• **Data shown**:
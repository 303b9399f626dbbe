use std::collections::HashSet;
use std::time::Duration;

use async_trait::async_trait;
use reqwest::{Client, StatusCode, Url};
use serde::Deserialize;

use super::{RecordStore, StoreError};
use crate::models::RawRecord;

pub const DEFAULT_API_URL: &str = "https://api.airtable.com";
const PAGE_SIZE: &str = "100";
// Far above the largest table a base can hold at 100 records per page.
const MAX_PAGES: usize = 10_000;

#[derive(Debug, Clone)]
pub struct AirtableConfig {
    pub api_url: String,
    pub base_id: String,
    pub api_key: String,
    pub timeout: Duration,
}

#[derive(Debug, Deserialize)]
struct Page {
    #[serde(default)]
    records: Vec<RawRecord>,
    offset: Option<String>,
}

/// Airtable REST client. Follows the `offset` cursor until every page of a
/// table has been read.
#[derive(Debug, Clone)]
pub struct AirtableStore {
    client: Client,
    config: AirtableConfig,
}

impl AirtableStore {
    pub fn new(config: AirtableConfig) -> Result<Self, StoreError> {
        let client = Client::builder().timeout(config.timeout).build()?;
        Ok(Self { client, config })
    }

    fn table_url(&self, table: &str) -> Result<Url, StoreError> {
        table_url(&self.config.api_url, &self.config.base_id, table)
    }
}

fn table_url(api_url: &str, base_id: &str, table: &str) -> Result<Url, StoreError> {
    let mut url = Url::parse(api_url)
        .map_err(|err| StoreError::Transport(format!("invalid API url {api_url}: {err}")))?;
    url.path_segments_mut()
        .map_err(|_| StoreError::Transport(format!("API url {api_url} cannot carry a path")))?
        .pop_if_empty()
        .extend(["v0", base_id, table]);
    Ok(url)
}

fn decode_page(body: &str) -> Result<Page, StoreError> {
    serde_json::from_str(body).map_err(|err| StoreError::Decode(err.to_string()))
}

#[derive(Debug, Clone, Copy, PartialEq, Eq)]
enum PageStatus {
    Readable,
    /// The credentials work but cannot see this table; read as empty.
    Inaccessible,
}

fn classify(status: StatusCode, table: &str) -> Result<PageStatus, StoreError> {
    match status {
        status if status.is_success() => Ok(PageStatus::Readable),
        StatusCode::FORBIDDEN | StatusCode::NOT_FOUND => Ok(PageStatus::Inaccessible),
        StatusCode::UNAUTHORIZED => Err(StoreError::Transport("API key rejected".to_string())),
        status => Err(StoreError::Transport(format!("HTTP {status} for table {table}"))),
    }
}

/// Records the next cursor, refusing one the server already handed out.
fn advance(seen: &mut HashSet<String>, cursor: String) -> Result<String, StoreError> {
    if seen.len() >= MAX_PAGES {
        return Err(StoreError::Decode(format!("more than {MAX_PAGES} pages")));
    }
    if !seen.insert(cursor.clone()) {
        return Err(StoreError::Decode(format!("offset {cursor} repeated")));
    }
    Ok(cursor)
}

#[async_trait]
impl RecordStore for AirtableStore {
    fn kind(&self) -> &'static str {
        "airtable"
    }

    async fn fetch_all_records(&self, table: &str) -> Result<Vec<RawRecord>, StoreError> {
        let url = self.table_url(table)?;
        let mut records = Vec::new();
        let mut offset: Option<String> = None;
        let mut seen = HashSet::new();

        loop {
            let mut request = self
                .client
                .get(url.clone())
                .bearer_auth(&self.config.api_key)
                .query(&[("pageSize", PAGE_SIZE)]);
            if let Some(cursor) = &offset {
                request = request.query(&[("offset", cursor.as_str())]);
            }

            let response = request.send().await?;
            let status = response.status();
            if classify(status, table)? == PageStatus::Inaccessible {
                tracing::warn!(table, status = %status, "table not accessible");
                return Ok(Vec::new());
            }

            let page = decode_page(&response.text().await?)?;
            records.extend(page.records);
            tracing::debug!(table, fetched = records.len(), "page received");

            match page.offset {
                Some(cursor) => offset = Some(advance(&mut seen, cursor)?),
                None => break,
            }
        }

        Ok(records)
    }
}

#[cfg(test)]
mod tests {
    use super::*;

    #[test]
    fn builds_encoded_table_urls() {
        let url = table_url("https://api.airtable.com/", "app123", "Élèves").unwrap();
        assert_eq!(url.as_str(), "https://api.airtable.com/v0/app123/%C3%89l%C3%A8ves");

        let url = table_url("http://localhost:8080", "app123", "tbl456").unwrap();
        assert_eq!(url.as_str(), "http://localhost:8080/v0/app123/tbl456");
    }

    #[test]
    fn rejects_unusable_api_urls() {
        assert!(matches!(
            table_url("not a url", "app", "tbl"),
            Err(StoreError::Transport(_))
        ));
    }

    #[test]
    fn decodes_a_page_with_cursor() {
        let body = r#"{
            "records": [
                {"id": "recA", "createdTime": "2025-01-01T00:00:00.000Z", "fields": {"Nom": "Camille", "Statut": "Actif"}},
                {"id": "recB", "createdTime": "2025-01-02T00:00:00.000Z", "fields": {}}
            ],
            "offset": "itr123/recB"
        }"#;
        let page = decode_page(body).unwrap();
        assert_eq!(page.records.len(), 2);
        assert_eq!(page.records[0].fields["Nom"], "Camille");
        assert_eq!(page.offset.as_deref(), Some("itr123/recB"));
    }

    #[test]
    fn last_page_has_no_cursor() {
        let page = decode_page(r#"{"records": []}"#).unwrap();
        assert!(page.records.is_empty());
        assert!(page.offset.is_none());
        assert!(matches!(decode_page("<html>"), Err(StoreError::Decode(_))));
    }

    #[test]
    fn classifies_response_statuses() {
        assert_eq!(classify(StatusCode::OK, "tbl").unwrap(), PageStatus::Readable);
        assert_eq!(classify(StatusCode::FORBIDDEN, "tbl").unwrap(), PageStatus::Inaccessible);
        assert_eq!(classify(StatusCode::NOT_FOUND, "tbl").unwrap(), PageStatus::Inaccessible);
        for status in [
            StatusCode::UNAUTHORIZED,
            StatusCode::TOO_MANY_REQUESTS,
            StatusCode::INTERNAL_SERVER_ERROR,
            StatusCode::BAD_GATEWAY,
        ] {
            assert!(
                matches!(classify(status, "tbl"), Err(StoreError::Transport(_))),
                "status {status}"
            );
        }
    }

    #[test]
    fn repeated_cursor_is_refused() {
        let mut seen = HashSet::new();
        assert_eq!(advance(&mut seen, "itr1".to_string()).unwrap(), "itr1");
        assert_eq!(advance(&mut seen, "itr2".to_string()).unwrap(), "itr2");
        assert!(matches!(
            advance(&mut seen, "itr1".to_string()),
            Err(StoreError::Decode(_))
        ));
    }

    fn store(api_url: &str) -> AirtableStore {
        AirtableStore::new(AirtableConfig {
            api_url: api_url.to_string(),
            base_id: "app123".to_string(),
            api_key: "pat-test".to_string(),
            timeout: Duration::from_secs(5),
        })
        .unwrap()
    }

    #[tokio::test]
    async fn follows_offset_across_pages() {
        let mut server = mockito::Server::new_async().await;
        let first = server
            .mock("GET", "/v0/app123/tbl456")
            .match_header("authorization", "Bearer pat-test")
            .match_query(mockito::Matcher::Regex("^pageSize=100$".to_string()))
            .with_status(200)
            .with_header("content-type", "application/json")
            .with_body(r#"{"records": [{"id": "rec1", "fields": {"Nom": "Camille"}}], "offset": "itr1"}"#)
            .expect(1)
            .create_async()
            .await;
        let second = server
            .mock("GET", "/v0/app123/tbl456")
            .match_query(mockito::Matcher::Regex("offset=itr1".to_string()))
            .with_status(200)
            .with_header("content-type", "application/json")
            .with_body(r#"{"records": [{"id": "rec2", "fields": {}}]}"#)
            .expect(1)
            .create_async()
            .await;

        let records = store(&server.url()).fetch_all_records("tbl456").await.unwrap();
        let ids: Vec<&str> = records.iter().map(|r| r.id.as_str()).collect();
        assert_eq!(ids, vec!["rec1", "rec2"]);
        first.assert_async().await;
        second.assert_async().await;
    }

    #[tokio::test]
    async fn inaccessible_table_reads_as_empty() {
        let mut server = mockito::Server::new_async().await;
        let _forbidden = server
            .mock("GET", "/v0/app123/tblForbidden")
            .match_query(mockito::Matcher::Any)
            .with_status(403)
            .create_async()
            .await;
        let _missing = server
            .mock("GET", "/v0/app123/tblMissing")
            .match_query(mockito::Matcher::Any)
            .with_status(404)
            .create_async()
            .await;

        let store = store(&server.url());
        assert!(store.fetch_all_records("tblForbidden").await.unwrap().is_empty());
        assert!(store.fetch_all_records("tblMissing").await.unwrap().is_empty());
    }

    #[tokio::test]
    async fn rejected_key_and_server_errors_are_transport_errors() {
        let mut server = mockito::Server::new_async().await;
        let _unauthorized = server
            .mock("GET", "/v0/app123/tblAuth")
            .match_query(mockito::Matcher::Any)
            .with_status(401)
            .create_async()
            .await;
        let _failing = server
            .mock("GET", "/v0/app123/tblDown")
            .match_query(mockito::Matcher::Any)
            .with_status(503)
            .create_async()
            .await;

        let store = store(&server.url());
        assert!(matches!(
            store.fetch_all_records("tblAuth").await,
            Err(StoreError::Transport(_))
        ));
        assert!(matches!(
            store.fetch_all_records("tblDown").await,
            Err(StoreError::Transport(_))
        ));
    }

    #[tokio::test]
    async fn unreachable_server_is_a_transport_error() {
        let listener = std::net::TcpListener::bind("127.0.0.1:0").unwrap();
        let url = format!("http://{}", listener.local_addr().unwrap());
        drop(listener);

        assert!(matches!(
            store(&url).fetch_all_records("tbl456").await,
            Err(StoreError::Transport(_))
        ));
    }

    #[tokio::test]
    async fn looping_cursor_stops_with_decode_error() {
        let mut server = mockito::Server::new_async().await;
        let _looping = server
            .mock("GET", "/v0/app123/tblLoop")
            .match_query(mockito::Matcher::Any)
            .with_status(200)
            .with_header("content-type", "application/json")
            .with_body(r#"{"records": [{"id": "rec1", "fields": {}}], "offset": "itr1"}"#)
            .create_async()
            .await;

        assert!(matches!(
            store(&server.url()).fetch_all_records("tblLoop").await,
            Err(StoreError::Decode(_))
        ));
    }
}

• **Action item**: Line count for "format": count the lines in the records above that hold this word, and give only the number.

• **Task result**: 6